There have been reported cases of malignant transformation (embryonic carcinoma, seminomas, choriocarcinoma, teratoma) of the ectopic testis. The risk of malignant transformation is of 5%, and can happen bilateral. Because of this risk the patient should followed up for a long period of time. The testicular biopsy and hormonal and genetic assessment are not routinely used. They should be performed only when persistent Mullerian duct syndrome is suspected [3].

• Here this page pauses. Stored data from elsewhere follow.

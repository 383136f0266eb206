//! Infrastructure layer: database access.
//!
//! Concrete implementations of the domain repository traits live here,
//! keeping `sqlx` out of the domain and application layers.

pub mod persistence;
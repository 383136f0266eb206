//! Small shared helpers.

pub mod password;
pub mod phone;
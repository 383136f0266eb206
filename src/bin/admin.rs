//! CLI administration tool for pawliday.
//!
//! Provides commands for managing sitter accounts, viewing statistics,
//! and performing database operations without requiring HTTP API access.
//!
//! # Usage
//!
//! ```bash
//! # Create a sitter account
//! cargo run --bin admin -- sitter create
//!
//! # List all sitters
//! cargo run --bin admin -- sitter list
//!
//! # Delete a sitter with everything under it
//! cargo run --bin admin -- sitter delete ada@example.com
//!
//! # View statistics
//! cargo run --bin admin -- stats
//!
//! # Check database connection
//! cargo run --bin admin -- db check
//! ```
//!
//! # Environment Variables
//!
//! - `DATABASE_URL` (optional): SQLite URL, default `sqlite:data/pawliday.db`
//!
//! # Features
//!
//! - **Sitter Management**: Create, list, and delete sitter accounts
//! - **Statistics**: View sitter, owner and dog counts
//! - **Database Tools**: Connection checks and info queries
//! - **Interactive Prompts**: User-friendly CLI with confirmation dialogs
//! - **Colored Output**: Terminal-friendly formatting using `colored` crate

use pawliday::domain::entities::NewSitter;
use pawliday::domain::repositories::SitterRepository;
use pawliday::infrastructure::persistence::SqliteSitterRepository;
use pawliday::utils::password::hash_password;

use anyhow::{Context, Result};
use clap::{Parser, Subcommand};
use colored::*;
use dialoguer::{Confirm, Input, Password};
use sqlx::SqlitePool;
use std::sync::Arc;

/// CLI tool for managing pawliday.
#[derive(Parser)]
#[command(name = "admin")]
#[command(author, version, about, long_about = None)]
struct Cli {
    #[command(subcommand)]
    command: Commands,
}

/// Top-level command groups.
#[derive(Subcommand)]
enum Commands {
    /// Manage sitter accounts
    Sitter {
        #[command(subcommand)]
        action: SitterAction,
    },

    /// Show statistics
    Stats,

    /// Database operations
    Db {
        #[command(subcommand)]
        action: DbAction,
    },
}

/// Sitter management subcommands.
#[derive(Subcommand)]
enum SitterAction {
    /// Create a new sitter account
    Create {
        /// Email address of the new account
        #[arg(short, long)]
        email: Option<String>,

        /// Skip confirmation prompt
        #[arg(short = 'y', long)]
        yes: bool,
    },

    /// List all sitter accounts
    List,

    /// Delete a sitter account by id or email, with all owners and dogs
    Delete {
        /// Sitter id or email address
        id_or_email: String,
    },
}

/// Database operation subcommands.
#[derive(Subcommand)]
enum DbAction {
    /// Check database connection
    Check,

    /// Show database info
    Info,
}

#[tokio::main]
async fn main() -> Result<()> {
    // Load environment variables from .env file
    dotenvy::dotenv().ok();

    let cli = Cli::parse();

    let database_url =
        std::env::var("DATABASE_URL").unwrap_or_else(|_| "sqlite:data/pawliday.db".to_string());

    let pool = SqlitePool::connect(&database_url)
        .await
        .context("Failed to connect to database")?;

    match cli.command {
        Commands::Sitter { action } => handle_sitter_action(action, &pool).await?,
        Commands::Stats => handle_stats(&pool).await?,
        Commands::Db { action } => handle_db_action(action, &pool).await?,
    }

    Ok(())
}

/// Dispatches sitter management commands.
async fn handle_sitter_action(action: SitterAction, pool: &SqlitePool) -> Result<()> {
    let repo = Arc::new(SqliteSitterRepository::new(Arc::new(pool.clone())));

    match action {
        SitterAction::Create { email, yes } => {
            create_sitter(repo, email, yes).await?;
        }
        SitterAction::List => {
            list_sitters(pool).await?;
        }
        SitterAction::Delete { id_or_email } => {
            delete_sitter(repo, id_or_email).await?;
        }
    }

    Ok(())
}

/// Creates a new sitter account with interactive prompts.
///
/// # Flow
///
/// 1. Prompt for name and email (or use provided email)
/// 2. Prompt for the password with confirmation
/// 3. Confirm creation (unless `--yes` flag)
/// 4. Hash the password with argon2
/// 5. Store in database
///
/// # Security
///
/// Only the argon2 hash is stored, the raw password never leaves the
/// process.
async fn create_sitter(
    repo: Arc<SqliteSitterRepository>,
    email: Option<String>,
    skip_confirm: bool,
) -> Result<()> {
    println!("{}", "Create Sitter Account".bright_blue().bold());
    println!();

    let first_name: String = Input::new().with_prompt("First name").interact_text()?;
    let last_name: String = Input::new().with_prompt("Last name").interact_text()?;

    let email = match email {
        Some(e) => e,
        None => Input::new().with_prompt("Email").interact_text()?,
    };

    let password = Password::new()
        .with_prompt("Password")
        .with_confirmation("Repeat password", "Passwords do not match")
        .interact()?;

    if password.len() < 8 {
        println!("{}", "Password must be at least 8 characters".red());
        return Ok(());
    }

    println!();
    println!("{}", "Account details:".bright_white().bold());
    println!("  Name:  {} {}", first_name.cyan(), last_name.cyan());
    println!("  Email: {}", email.cyan());
    println!();

    if !skip_confirm {
        let confirmed = Confirm::new()
            .with_prompt("Create this account?")
            .default(true)
            .interact()?;

        if !confirmed {
            println!("{}", "Cancelled".red());
            return Ok(());
        }
    }

    let password_hash =
        hash_password(&password).map_err(|e| anyhow::anyhow!("Failed to hash password: {}", e))?;

    let sitter = repo
        .create(NewSitter {
            first_name,
            last_name,
            email,
            password_hash,
        })
        .await
        .map_err(|e| anyhow::anyhow!("Failed to create sitter: {}", e))?;

    println!();
    println!(
        "{} (id {})",
        "Sitter created successfully!".green().bold(),
        sitter.id.to_string().bright_white()
    );
    println!();

    Ok(())
}

/// Row shape for the sitter listing query.
#[derive(sqlx::FromRow)]
struct SitterListRow {
    sitter_id: i64,
    first_name: String,
    last_name: String,
    email: String,
    owner_count: i64,
}

/// Lists all sitter accounts with their owner counts.
///
/// # Output Format
///
/// ```text
/// Sitters
///
///   ID  Name                           Email                          Owners
///   ────────────────────────────────────────────────────────────────────────
///   1   Ada Lovelace                   ada@example.com                3
/// ```
async fn list_sitters(pool: &SqlitePool) -> Result<()> {
    println!("{}", "Sitters".bright_blue().bold());
    println!();

    let sitters: Vec<SitterListRow> = sqlx::query_as(
        r#"
        SELECT s.sitter_id, s.first_name, s.last_name, s.email,
               COUNT(o.owner_id) AS owner_count
        FROM sitters s
        LEFT JOIN owners o ON o.sitter_id = s.sitter_id
        GROUP BY s.sitter_id
        ORDER BY s.sitter_id
        "#,
    )
    .fetch_all(pool)
    .await?;

    if sitters.is_empty() {
        println!("{}", "  No sitters found".yellow());
        println!();
        println!(
            "  Create one with: {} admin sitter create",
            "cargo run --bin".bright_cyan()
        );
        return Ok(());
    }

    println!(
        "  {:<4} {:<30} {:<30} {:<6}",
        "ID".bright_white().bold(),
        "Name".bright_white().bold(),
        "Email".bright_white().bold(),
        "Owners".bright_white().bold()
    );
    println!("  {}", "─".repeat(72).bright_black());

    for sitter in &sitters {
        println!(
            "  {:<4} {:<30} {:<30} {:<6}",
            sitter.sitter_id.to_string().bright_black(),
            format!("{} {}", sitter.first_name, sitter.last_name).cyan(),
            sitter.email,
            sitter.owner_count.to_string().bright_black(),
        );
    }

    println!();
    println!(
        "  Total: {}",
        sitters.len().to_string().bright_white().bold()
    );
    println!();

    Ok(())
}

/// Deletes a sitter account by id or email with confirmation prompt.
///
/// # Lookup
///
/// - If input is numeric, lookup by id
/// - Otherwise, lookup by email (exact match)
///
/// # Safety
///
/// - Requires confirmation (default: No)
/// - Deletes all owners and dogs under the account
async fn delete_sitter(repo: Arc<SqliteSitterRepository>, id_or_email: String) -> Result<()> {
    println!("{}", "Delete Sitter Account".bright_blue().bold());
    println!();

    let sitter = match id_or_email.parse::<i64>() {
        Ok(id) => repo
            .find_by_id(id)
            .await
            .map_err(|e| anyhow::anyhow!("Database error: {}", e))?,
        Err(_) => repo
            .find_by_email(&id_or_email)
            .await
            .map_err(|e| anyhow::anyhow!("Database error: {}", e))?,
    };

    let sitter = sitter.context("Sitter not found")?;

    println!(
        "  Sitter: {} {}",
        sitter.first_name.cyan(),
        sitter.last_name.cyan()
    );
    println!("  Email:  {}", sitter.email.cyan());
    println!("  ID:     {}", sitter.id.to_string().bright_black());
    println!();
    println!(
        "{}",
        "This removes the account with all of its owners and dogs."
            .red()
            .bold()
    );
    println!();

    let confirmed = Confirm::new()
        .with_prompt("Delete this account?")
        .default(false)
        .interact()?;

    if !confirmed {
        println!("{}", "Cancelled".red());
        return Ok(());
    }

    repo.delete(sitter.id)
        .await
        .map_err(|e| anyhow::anyhow!("Failed to delete sitter: {}", e))?;

    println!();
    println!("{}", "Sitter deleted successfully!".green().bold());
    println!();

    Ok(())
}

/// Displays system statistics.
///
/// Shows:
/// - Number of sitter accounts
/// - Number of owners
/// - Number of dogs
async fn handle_stats(pool: &SqlitePool) -> Result<()> {
    println!("{}", "Statistics".bright_blue().bold());
    println!();

    let sitters_count: i64 = sqlx::query_scalar("SELECT COUNT(*) FROM sitters")
        .fetch_one(pool)
        .await?;

    let owners_count: i64 = sqlx::query_scalar("SELECT COUNT(*) FROM owners")
        .fetch_one(pool)
        .await?;

    let dogs_count: i64 = sqlx::query_scalar("SELECT COUNT(*) FROM dogs")
        .fetch_one(pool)
        .await?;

    println!(
        "  Sitters: {}",
        sitters_count.to_string().bright_green().bold()
    );
    println!(
        "  Owners:  {}",
        owners_count.to_string().bright_green().bold()
    );
    println!("  Dogs:    {}", dogs_count.to_string().bright_green().bold());
    println!();

    Ok(())
}

/// Handles database diagnostic commands.
async fn handle_db_action(action: DbAction, pool: &SqlitePool) -> Result<()> {
    match action {
        DbAction::Check => {
            println!("{}", "Checking database connection...".bright_blue());

            sqlx::query("SELECT 1").fetch_one(pool).await?;

            println!("{}", "Database connection OK".green().bold());
        }
        DbAction::Info => {
            println!("{}", "Database Information".bright_blue().bold());
            println!();

            let version: String = sqlx::query_scalar("SELECT sqlite_version()")
                .fetch_one(pool)
                .await?;

            println!("  SQLite: {}", version.bright_white());
            println!();
        }
    }

    Ok(())
}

The therapy for crossed testicular ectopia is surgical treatment. In most case a transseptal orchidopexy, the Ombredanne technique is performed [23]. This was the technique used in the presented case. Another technique brings the ectopic testis in his hemiscrotum using a suprapubic subcutaneous tunnel [24]. In 2002 Dean and Shah [25] reported a case successfully treated by laparoscopic approach.

Conclusions

Crossed testicular ectopia is a rare condition and should be suspected in patients presenting with inguinal hernia on one side and cryptorchidism on the other side. In most cases the accurate diagnosis was made during surgery for inguinal hernia. An imagistic assessment, i.e. ultrasounds, should be performed in all children presenting with unilateral non-palpable undescended testis. If the undescended testis is not found during inguinal surgery a contralateral inguinal surgical exploration might be considered. In the case of bilateral undescended testes with only one palpable testis we suggest performing the first orchidopexy on the palpable testis side. The testicular biopsy and hormonal assessment are not routinely used.